### Source information

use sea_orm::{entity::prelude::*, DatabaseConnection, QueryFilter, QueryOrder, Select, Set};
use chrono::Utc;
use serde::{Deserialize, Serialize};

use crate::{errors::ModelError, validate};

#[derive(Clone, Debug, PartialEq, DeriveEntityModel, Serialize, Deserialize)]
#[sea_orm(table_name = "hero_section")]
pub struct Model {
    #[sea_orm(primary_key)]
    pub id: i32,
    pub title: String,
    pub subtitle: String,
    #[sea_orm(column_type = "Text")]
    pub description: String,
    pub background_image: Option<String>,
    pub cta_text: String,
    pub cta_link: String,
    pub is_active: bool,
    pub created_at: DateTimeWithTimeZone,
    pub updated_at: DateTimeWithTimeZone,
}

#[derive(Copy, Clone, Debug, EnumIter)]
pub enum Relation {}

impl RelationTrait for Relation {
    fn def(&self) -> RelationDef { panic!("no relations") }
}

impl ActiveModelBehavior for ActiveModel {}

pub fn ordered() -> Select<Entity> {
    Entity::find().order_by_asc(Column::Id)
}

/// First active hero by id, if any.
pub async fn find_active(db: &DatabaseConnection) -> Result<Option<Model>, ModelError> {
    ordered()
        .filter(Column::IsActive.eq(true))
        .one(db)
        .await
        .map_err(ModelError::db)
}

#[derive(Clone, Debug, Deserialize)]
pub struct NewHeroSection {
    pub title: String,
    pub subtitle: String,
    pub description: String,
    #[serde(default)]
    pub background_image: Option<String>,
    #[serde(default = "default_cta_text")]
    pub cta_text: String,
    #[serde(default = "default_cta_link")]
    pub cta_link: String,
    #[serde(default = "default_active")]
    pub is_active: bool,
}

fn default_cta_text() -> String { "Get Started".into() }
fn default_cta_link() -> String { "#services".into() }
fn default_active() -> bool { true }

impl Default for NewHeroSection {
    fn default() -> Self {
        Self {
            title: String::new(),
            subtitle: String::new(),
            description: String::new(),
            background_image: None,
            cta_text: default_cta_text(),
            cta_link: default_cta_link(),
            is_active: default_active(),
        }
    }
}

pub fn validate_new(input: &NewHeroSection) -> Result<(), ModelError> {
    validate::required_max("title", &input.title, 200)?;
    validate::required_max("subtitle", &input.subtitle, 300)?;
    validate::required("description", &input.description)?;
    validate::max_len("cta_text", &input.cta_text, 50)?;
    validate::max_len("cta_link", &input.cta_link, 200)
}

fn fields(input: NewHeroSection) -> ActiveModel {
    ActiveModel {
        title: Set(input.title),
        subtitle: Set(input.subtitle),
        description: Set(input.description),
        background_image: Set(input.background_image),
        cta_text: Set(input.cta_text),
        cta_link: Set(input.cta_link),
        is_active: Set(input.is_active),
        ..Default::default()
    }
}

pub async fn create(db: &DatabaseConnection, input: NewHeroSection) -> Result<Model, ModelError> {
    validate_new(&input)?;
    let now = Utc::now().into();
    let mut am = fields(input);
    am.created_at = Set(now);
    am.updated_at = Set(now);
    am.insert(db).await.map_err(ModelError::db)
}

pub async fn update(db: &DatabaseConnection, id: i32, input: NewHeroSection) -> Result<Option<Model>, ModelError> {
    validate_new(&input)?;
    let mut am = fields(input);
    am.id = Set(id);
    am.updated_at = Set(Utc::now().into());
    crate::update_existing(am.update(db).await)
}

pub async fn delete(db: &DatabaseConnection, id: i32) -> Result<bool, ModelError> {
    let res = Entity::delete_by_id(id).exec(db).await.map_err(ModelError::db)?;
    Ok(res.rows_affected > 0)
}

######

Exercise directions: Give every entry back exactly as it was written above.

Answer below:
use sea_orm::{entity::prelude::*, DatabaseConnection, QueryFilter, QueryOrder, Select, Set};
use chrono::Utc;
use serde::{Deserialize, Serialize};

use crate::{errors::ModelError, validate};

#[derive(Clone, Debug, PartialEq, DeriveEntityModel, Serialize, Deserialize)]
#[sea_orm(table_name = "hero_section")]
pub struct Model {
    #[sea_orm(primary_key)]
    pub id: i32,
    pub title: String,
    pub subtitle: String,
    #[sea_orm(column_type = "Text")]
    pub description: String,
    pub background_image: Option<String>,
    pub cta_text: String,
    pub cta_link: String,
    pub is_active: bool,
    pub created_at: DateTimeWithTimeZone,
    pub updated_at: DateTimeWithTimeZone,
}

#[derive(Copy, Clone, Debug, EnumIter)]
pub enum Relation {}

impl RelationTrait for Relation {
    fn def(&self) -> RelationDef { panic!("no relations") }
}

impl ActiveModelBehavior for ActiveModel {}

pub fn ordered() -> Select<Entity> {
    Entity::find().order_by_asc(Column::Id)
}

/// First active hero by id, if any.
pub async fn find_active(db: &DatabaseConnection) -> Result<Option<Model>, ModelError> {
    ordered()
        .filter(Column::IsActive.eq(true))
        .one(db)
        .await
        .map_err(ModelError::db)
}

#[derive(Clone, Debug, Deserialize)]
pub struct NewHeroSection {
    pub title: String,
    pub subtitle: String,
    pub description: String,
    #[serde(default)]
    pub background_image: Option<String>,
    #[serde(default = "default_cta_text")]
    pub cta_text: String,
    #[serde(default = "default_cta_link")]
    pub cta_link: String,
    #[serde(default = "default_active")]
    pub is_active: bool,
}

fn default_cta_text() -> String { "Get Started".into() }
fn default_cta_link() -> String { "#services".into() }
fn default_active() -> bool { true }

impl Default for NewHeroSection {
    fn default() -> Self {
        Self {
            title: String::new(),
            subtitle: String::new(),
            description: String::new(),
            background_image: None,
            cta_text: default_cta_text(),
            cta_link: default_cta_link(),
            is_active: default_active(),
        }
    }
}

pub fn validate_new(input: &NewHeroSection) -> Result<(), ModelError> {
    validate::required_max("title", &input.title, 200)?;
    validate::required_max("subtitle", &input.subtitle, 300)?;
    validate::required("description", &input.description)?;
    validate::max_len("cta_text", &input.cta_text, 50)?;
    validate::max_len("cta_link", &input.cta_link, 200)
}

fn fields(input: NewHeroSection) -> ActiveModel {
    ActiveModel {
        title: Set(input.title),
        subtitle: Set(input.subtitle),
        description: Set(input.description),
        background_image: Set(input.background_image),
        cta_text: Set(input.cta_text),
        cta_link: Set(input.cta_link),
        is_active: Set(input.is_active),
        ..Default::default()
    }
}

pub async fn create(db: &DatabaseConnection, input: NewHeroSection) -> Result<Model, ModelError> {
    validate_new(&input)?;
    let now = Utc::now().into();
    let mut am = fields(input);
    am.created_at = Set(now);
    am.updated_at = Set(now);
    am.insert(db).await.map_err(ModelError::db)
}

pub async fn update(db: &DatabaseConnection, id: i32, input: NewHeroSection) -> Result<Option<Model>, ModelError> {
    validate_new(&input)?;
    let mut am = fields(input);
    am.id = Set(id);
    am.updated_at = Set(Utc::now().into());
    crate::update_existing(am.update(db).await)
}

pub async fn delete(db: &DatabaseConnection, id: i32) -> Result<bool, ModelError> {
    let res = Entity::delete_by_id(id).exec(db).await.map_err(ModelError::db)?;
    Ok(res.rows_affected > 0)
}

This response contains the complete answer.